Year People held in community detention
2005–06 76
2006–07 143
2007–08 108
2008–09 196
2009–10 161
2010–11 1551
2011–12 2590
2012–13 *
2013–14 4337
2014–15 3594
2015–16 1491

Sources:

  • 2005–06 to 2007–08: DIAC, Joint Standing Committee on Migration, Inquiry into Immigration Detention in Australia, Submission 129l, 30 September 2008
  • 2008–09 to 2010–11: Senate Legal and Constitutional Affairs Legislation Committee, Answers to Questions on Notice, Immigration and Citizenship Portfolio, Budget Estimates 2012–13, Answers to Questions on Notice, 21–22 May 2012, Question BE12/401.
  • 2011–12: DIAC advice provided to the Parliamentary Library on 3 December 2012.
  • *2012–13: the Minister approved 3441 clients (1675 adults and 1766 children) for community detention in 2012–13, but the annual report does not provide statistics for the total, including those already in community detention. Between October 2010 (when community detention was expanded) and June 2013, the Minister approved 7595 clients (4123 adults and 3472 children) for community detention. DIAC, Annual report 2012–13, 2013, p. 183.
  • 2013–14 to 2015–16: DIBP advice provided to the Parliamentary Library on 3 March 2017.

Table 4: Bridging visa (BVE) grants to unauthorised maritime arrivals*

Year Bridging Visa E (BVE) grants to IMAs since November 2011
25 November 2011 to 30 June 2012  2,741
25 November 2011 to 30 June 2014 29,564
25 November 2011 to 30 September 2014 30,003
25 November 2011 to 31 December 14 30,939
25 November 2011 to 31 March 2015 32,780
25 November 2011 to 30 June 2015 34,365
25 November 2011 to 30 September 2015 34,955
25 November 2011 to 31 March 2016 35,607
25 November 2011 to 30 June 2016 35,776
25 November 2011 to 30 September 2016 35,834

Source: DIBP, Illegal maritime arrivals on Bridging E Visa, various years (June 2012 to September 2015), Onshore processing statistics, DIBP website.

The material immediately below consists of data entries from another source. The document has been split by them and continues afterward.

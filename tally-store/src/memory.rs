use async_trait::async_trait;
use chrono::Utc;
use std::collections::HashMap;
use std::sync::Mutex;
use tally_core::{
    Cursor, LedgerStore, OrderPage, OrderQuery, OrderSource, RemoteOrder, SourceError,
    StatusFilter, StoreError,
};

#[derive(Default)]
struct TableState {
    rows: Vec<Vec<String>>,
    cells: HashMap<String, String>,
    writes: usize,
}

/// In-memory `LedgerStore` for tests and local runs. Unknown tables read as
/// empty rather than failing, which matches a freshly provisioned ledger.
#[derive(Default)]
pub struct InMemoryLedgerStore {
    tables: Mutex<HashMap<String, TableState>>,
}

impl InMemoryLedgerStore {
    pub fn new() -> Self {
        Self::default()
    }

    pub fn seed_table(&self, table: &str, rows: Vec<Vec<String>>) {
        let mut tables = self.tables.lock().unwrap();
        tables.entry(table.to_string()).or_default().rows = rows;
    }

    pub fn seed_cell(&self, table: &str, cell: &str, value: &str) {
        let mut tables = self.tables.lock().unwrap();
        tables
            .entry(table.to_string())
            .or_default()
            .cells
            .insert(cell.to_string(), value.to_string());
    }

    pub fn rows(&self, table: &str) -> Vec<Vec<String>> {
        let tables = self.tables.lock().unwrap();
        tables.get(table).map(|t| t.rows.clone()).unwrap_or_default()
    }

    pub fn cell(&self, table: &str, cell: &str) -> Option<String> {
        let tables = self.tables.lock().unwrap();
        tables.get(table)?.cells.get(cell).cloned()
    }

    /// How many times a table's data region has been rewritten.
    pub fn writes_to(&self, table: &str) -> usize {
        let tables = self.tables.lock().unwrap();
        tables.get(table).map(|t| t.writes).unwrap_or(0)
    }
}

#[async_trait]
impl LedgerStore for InMemoryLedgerStore {
    async fn read_table(&self, table: &str) -> Result<Vec<Vec<String>>, StoreError> {
        Ok(self.rows(table))
    }

    async fn write_table(&self, table: &str, rows: Vec<Vec<String>>) -> Result<(), StoreError> {
        let mut tables = self.tables.lock().unwrap();
        let state = tables.entry(table.to_string()).or_default();
        state.rows = rows;
        state.writes += 1;
        Ok(())
    }

    async fn read_cell(&self, table: &str, cell: &str) -> Result<Option<String>, StoreError> {
        Ok(self.cell(table, cell))
    }

    async fn write_cell(&self, table: &str, cell: &str, value: &str) -> Result<(), StoreError> {
        let mut tables = self.tables.lock().unwrap();
        tables
            .entry(table.to_string())
            .or_default()
            .cells
            .insert(cell.to_string(), value.to_string());
        Ok(())
    }
}

/// `OrderSource` over fixed data, with real pagination so callers exercise
/// the cursor loop.
pub struct StaticOrderSource {
    open: Vec<RemoteOrder>,
    all: Vec<RemoteOrder>,
    page_size: usize,
}

impl StaticOrderSource {
    /// `open` answers `StatusFilter::Open` queries, `all` answers
    /// `StatusFilter::Any`.
    pub fn new(open: Vec<RemoteOrder>, all: Vec<RemoteOrder>) -> Self {
        Self {
            open,
            all,
            page_size: 250,
        }
    }

    pub fn with_page_size(mut self, page_size: usize) -> Self {
        self.page_size = page_size.max(1);
        self
    }
}

#[async_trait]
impl OrderSource for StaticOrderSource {
    async fn list_orders(&self, query: &OrderQuery) -> Result<OrderPage, SourceError> {
        let pool = match query.status {
            StatusFilter::Open => &self.open,
            StatusFilter::Any => &self.all,
        };
        let matching: Vec<&RemoteOrder> = pool
            .iter()
            .filter(|order| order.created_at.with_timezone(&Utc) >= query.created_at_min)
            .collect();

        let offset: usize = match &query.cursor {
            Some(cursor) => cursor
                .as_str()
                .parse()
                .map_err(|_| SourceError::Payload(format!("bad cursor {:?}", cursor.as_str())))?,
            None => 0,
        };
        let orders: Vec<RemoteOrder> = matching
            .iter()
            .skip(offset)
            .take(self.page_size)
            .map(|order| (*order).clone())
            .collect();
        let consumed = offset + orders.len();
        let next = (consumed < matching.len()).then(|| Cursor::new(consumed.to_string()));

        Ok(OrderPage { orders, next })
    }
}

#[cfg(test)]
mod tests {
    use super::*;
    use chrono::TimeZone;

    fn order(number: i64, created_at: &str) -> RemoteOrder {
        serde_json::from_str(&format!(
            r#"{{"order_number": {number}, "created_at": "{created_at}"}}"#
        ))
        .unwrap()
    }

    #[tokio::test]
    async fn test_pagination_walks_all_pages() {
        let source = StaticOrderSource::new(
            vec![
                order(1, "2024-01-01T00:00:00Z"),
                order(2, "2024-01-02T00:00:00Z"),
                order(3, "2024-01-03T00:00:00Z"),
            ],
            vec![],
        )
        .with_page_size(2);

        let min = Utc.with_ymd_and_hms(2023, 1, 1, 0, 0, 0).unwrap();
        let mut query = OrderQuery::new(StatusFilter::Open, min);
        let mut seen = Vec::new();
        loop {
            let page = source.list_orders(&query).await.unwrap();
            seen.extend(page.orders.iter().map(|o| o.order_number));
            match page.next {
                Some(cursor) => query = query.with_cursor(cursor),
                None => break,
            }
        }
        assert_eq!(seen, vec![1, 2, 3]);
    }

    #[tokio::test]
    async fn test_created_at_min_filters() {
        let source = StaticOrderSource::new(
            vec![order(1, "2024-01-01T00:00:00Z"), order(2, "2024-06-01T00:00:00Z")],
            vec![],
        );
        let min = Utc.with_ymd_and_hms(2024, 3, 1, 0, 0, 0).unwrap();
        let page = source
            .list_orders(&OrderQuery::new(StatusFilter::Open, min))
            .await
            .unwrap();
        assert_eq!(page.orders.len(), 1);
        assert_eq!(page.orders[0].order_number, 2);
    }
}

*Note: the Commonwealth’s Migration Act 1958 describes asylum seekers arriving unauthorised by boat as ‘unauthorised maritime arrivals’.

Notes:

  • As at 30 September 2016, 28,842 IMAs on BVEs remained in the community, (24,496 with a current BVE and 2,346 awaiting grant of a further BVE). The remaining 8,992 IMAs who were granted BVEs had either been granted a substantive visa, departed Australia, returned to immigration detention or are deceased. DIBP, Illegal maritime arrivals on Bridging E Visas, 30 September 2016.
  • Since 25 November 2011 successive ministers have used their non-compellable, non-delegable intervention power under section 195A of the Migration Act 1958 to grant bridging visas to some IMAs waiting for a resolution of their immigration status onshore. On 19 July 2013 the Government announced a decision to transfer all unauthorised maritime arrivals to offshore processing centres in PNG and Nauru. On 4 August 2013 an election was announced and during the election campaign the Coalition made a commitment to clear the ‘asylum legacy’ caseload comprised of asylum seekers in the community on BVEs and in immigration detention. For more detail see DIBP, Bridging visas for illegal maritime arrivals, fact sheet, DIBP website; and E Karlsen, J Phillips and H Spinks, Migration and Maritime Powers Legislation Amendment (Resolving the Asylum Legacy Caseload) Bill 2014, Bills digest, 40 2014–15, Parliamentary Library, Canberra 2014.